- Task prompt -
Copy each line below holding "enum".

- Supplied records -
==========

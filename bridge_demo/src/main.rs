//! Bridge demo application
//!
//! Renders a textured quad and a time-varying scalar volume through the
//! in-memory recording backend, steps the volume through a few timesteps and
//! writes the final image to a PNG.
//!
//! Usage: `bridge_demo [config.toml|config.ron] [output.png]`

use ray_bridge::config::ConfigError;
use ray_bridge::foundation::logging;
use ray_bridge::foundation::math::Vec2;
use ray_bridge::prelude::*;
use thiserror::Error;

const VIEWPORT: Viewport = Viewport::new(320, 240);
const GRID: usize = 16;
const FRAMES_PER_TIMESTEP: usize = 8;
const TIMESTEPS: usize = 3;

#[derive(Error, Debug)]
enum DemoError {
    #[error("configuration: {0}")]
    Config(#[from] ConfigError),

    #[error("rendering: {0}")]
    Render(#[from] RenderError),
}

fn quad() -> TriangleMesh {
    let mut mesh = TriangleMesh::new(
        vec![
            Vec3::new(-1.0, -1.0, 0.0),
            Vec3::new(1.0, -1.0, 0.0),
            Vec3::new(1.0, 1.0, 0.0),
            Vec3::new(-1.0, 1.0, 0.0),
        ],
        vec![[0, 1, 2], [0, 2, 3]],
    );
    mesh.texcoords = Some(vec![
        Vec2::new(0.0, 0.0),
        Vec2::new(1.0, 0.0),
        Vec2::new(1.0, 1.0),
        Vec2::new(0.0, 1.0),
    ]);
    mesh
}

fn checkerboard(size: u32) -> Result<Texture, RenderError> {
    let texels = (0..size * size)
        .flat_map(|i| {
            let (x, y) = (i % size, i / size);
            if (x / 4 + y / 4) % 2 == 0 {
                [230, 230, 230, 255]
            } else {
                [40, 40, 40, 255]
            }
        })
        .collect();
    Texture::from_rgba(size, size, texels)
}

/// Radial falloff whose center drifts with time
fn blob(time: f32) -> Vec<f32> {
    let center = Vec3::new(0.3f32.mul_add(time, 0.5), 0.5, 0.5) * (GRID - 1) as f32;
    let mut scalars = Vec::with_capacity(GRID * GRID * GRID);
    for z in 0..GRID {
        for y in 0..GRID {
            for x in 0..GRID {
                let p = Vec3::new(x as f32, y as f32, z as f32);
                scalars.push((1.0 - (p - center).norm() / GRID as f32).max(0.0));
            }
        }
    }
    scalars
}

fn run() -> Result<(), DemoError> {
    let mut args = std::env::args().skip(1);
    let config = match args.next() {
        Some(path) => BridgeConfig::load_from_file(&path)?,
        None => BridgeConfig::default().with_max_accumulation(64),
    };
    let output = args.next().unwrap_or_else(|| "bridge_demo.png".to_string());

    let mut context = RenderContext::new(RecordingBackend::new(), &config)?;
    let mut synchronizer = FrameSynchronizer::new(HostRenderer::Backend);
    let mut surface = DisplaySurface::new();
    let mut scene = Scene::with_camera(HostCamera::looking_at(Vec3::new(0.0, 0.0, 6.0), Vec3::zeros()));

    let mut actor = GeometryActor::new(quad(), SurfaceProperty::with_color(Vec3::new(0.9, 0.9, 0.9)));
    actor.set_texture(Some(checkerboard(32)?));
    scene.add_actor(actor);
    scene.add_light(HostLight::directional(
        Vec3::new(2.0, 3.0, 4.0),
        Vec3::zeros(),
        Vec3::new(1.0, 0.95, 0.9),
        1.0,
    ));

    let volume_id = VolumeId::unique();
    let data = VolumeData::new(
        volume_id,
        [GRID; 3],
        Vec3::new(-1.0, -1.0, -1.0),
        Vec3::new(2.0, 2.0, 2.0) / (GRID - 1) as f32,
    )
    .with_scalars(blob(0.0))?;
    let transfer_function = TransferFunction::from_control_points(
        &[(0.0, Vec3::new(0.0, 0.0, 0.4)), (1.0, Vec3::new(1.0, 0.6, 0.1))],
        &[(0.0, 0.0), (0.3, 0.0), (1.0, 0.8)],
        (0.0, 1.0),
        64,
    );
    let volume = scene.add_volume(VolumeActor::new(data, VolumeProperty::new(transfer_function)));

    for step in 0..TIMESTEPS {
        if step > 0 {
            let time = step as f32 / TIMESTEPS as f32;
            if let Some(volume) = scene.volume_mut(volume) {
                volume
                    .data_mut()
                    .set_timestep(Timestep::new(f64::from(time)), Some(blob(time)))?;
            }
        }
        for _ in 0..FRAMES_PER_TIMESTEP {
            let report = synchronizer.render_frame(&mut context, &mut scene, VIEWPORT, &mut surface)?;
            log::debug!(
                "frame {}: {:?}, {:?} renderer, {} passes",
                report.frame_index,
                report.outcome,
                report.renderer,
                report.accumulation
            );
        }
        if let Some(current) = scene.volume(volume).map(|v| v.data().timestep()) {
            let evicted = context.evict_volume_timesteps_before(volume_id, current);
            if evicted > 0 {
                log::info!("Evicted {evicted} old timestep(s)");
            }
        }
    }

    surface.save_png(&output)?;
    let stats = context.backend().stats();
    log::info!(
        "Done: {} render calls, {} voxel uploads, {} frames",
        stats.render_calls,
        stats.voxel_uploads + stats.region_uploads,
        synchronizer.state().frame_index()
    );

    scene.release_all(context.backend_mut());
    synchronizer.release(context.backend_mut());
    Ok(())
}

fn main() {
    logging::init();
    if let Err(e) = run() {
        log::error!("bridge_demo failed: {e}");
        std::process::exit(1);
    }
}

==========

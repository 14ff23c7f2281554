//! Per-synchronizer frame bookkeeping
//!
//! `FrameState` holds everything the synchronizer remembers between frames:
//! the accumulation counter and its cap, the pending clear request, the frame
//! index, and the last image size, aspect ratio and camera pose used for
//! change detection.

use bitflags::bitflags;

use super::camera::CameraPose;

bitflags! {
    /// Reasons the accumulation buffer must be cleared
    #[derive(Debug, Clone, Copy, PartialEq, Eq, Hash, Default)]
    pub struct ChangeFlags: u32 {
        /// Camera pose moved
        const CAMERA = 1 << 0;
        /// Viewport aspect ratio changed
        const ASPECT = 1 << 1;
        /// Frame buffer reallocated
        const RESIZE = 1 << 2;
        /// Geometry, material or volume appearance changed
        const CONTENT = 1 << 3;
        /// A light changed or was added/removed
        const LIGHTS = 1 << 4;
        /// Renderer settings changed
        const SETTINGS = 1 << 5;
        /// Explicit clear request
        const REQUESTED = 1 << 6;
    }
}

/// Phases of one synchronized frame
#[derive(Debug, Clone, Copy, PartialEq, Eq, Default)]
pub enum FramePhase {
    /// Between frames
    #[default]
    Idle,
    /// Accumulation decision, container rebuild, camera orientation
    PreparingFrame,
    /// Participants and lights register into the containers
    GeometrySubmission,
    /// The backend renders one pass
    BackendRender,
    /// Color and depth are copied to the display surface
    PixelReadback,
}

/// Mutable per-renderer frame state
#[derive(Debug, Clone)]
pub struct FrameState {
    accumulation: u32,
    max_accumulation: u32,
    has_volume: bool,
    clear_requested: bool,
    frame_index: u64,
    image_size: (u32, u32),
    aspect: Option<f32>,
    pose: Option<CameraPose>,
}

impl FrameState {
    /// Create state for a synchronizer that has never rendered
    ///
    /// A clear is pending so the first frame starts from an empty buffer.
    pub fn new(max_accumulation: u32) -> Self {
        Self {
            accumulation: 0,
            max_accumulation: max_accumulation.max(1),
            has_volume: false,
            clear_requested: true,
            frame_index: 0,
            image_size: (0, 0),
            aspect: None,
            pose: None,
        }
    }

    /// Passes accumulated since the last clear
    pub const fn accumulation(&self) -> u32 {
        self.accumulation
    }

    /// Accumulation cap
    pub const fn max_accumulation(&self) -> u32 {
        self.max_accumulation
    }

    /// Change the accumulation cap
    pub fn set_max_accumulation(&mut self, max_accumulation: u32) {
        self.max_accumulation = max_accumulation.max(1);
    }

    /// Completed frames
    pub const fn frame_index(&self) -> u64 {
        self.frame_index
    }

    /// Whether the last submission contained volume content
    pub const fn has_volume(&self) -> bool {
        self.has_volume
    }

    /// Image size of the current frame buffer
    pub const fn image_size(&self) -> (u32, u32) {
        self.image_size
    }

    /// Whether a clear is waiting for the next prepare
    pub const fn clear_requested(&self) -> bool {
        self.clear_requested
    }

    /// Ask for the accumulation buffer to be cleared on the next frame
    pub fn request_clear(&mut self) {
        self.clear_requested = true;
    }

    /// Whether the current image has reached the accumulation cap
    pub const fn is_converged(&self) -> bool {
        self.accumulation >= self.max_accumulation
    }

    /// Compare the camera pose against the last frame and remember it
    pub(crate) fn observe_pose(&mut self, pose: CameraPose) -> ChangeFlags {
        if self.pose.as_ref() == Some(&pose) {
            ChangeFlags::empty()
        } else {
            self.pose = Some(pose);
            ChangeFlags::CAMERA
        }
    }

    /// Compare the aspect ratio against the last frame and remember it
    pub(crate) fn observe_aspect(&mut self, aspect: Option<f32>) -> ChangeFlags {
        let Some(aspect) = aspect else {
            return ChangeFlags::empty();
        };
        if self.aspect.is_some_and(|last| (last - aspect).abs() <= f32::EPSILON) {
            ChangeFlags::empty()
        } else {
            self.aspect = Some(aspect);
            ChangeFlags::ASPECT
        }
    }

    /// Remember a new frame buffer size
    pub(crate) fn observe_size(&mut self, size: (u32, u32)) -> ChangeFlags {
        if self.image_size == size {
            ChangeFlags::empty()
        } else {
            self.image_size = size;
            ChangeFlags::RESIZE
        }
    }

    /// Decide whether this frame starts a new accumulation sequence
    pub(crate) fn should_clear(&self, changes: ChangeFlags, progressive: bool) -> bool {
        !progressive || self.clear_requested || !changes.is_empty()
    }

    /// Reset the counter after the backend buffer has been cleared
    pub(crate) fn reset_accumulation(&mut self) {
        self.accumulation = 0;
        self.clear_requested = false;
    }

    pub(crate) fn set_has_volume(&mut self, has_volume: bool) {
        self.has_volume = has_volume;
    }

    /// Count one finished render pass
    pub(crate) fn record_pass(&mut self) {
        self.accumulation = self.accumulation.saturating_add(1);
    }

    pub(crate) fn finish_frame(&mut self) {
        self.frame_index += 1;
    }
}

==========

- Reply -
enum DemoError {
pub enum FramePhase {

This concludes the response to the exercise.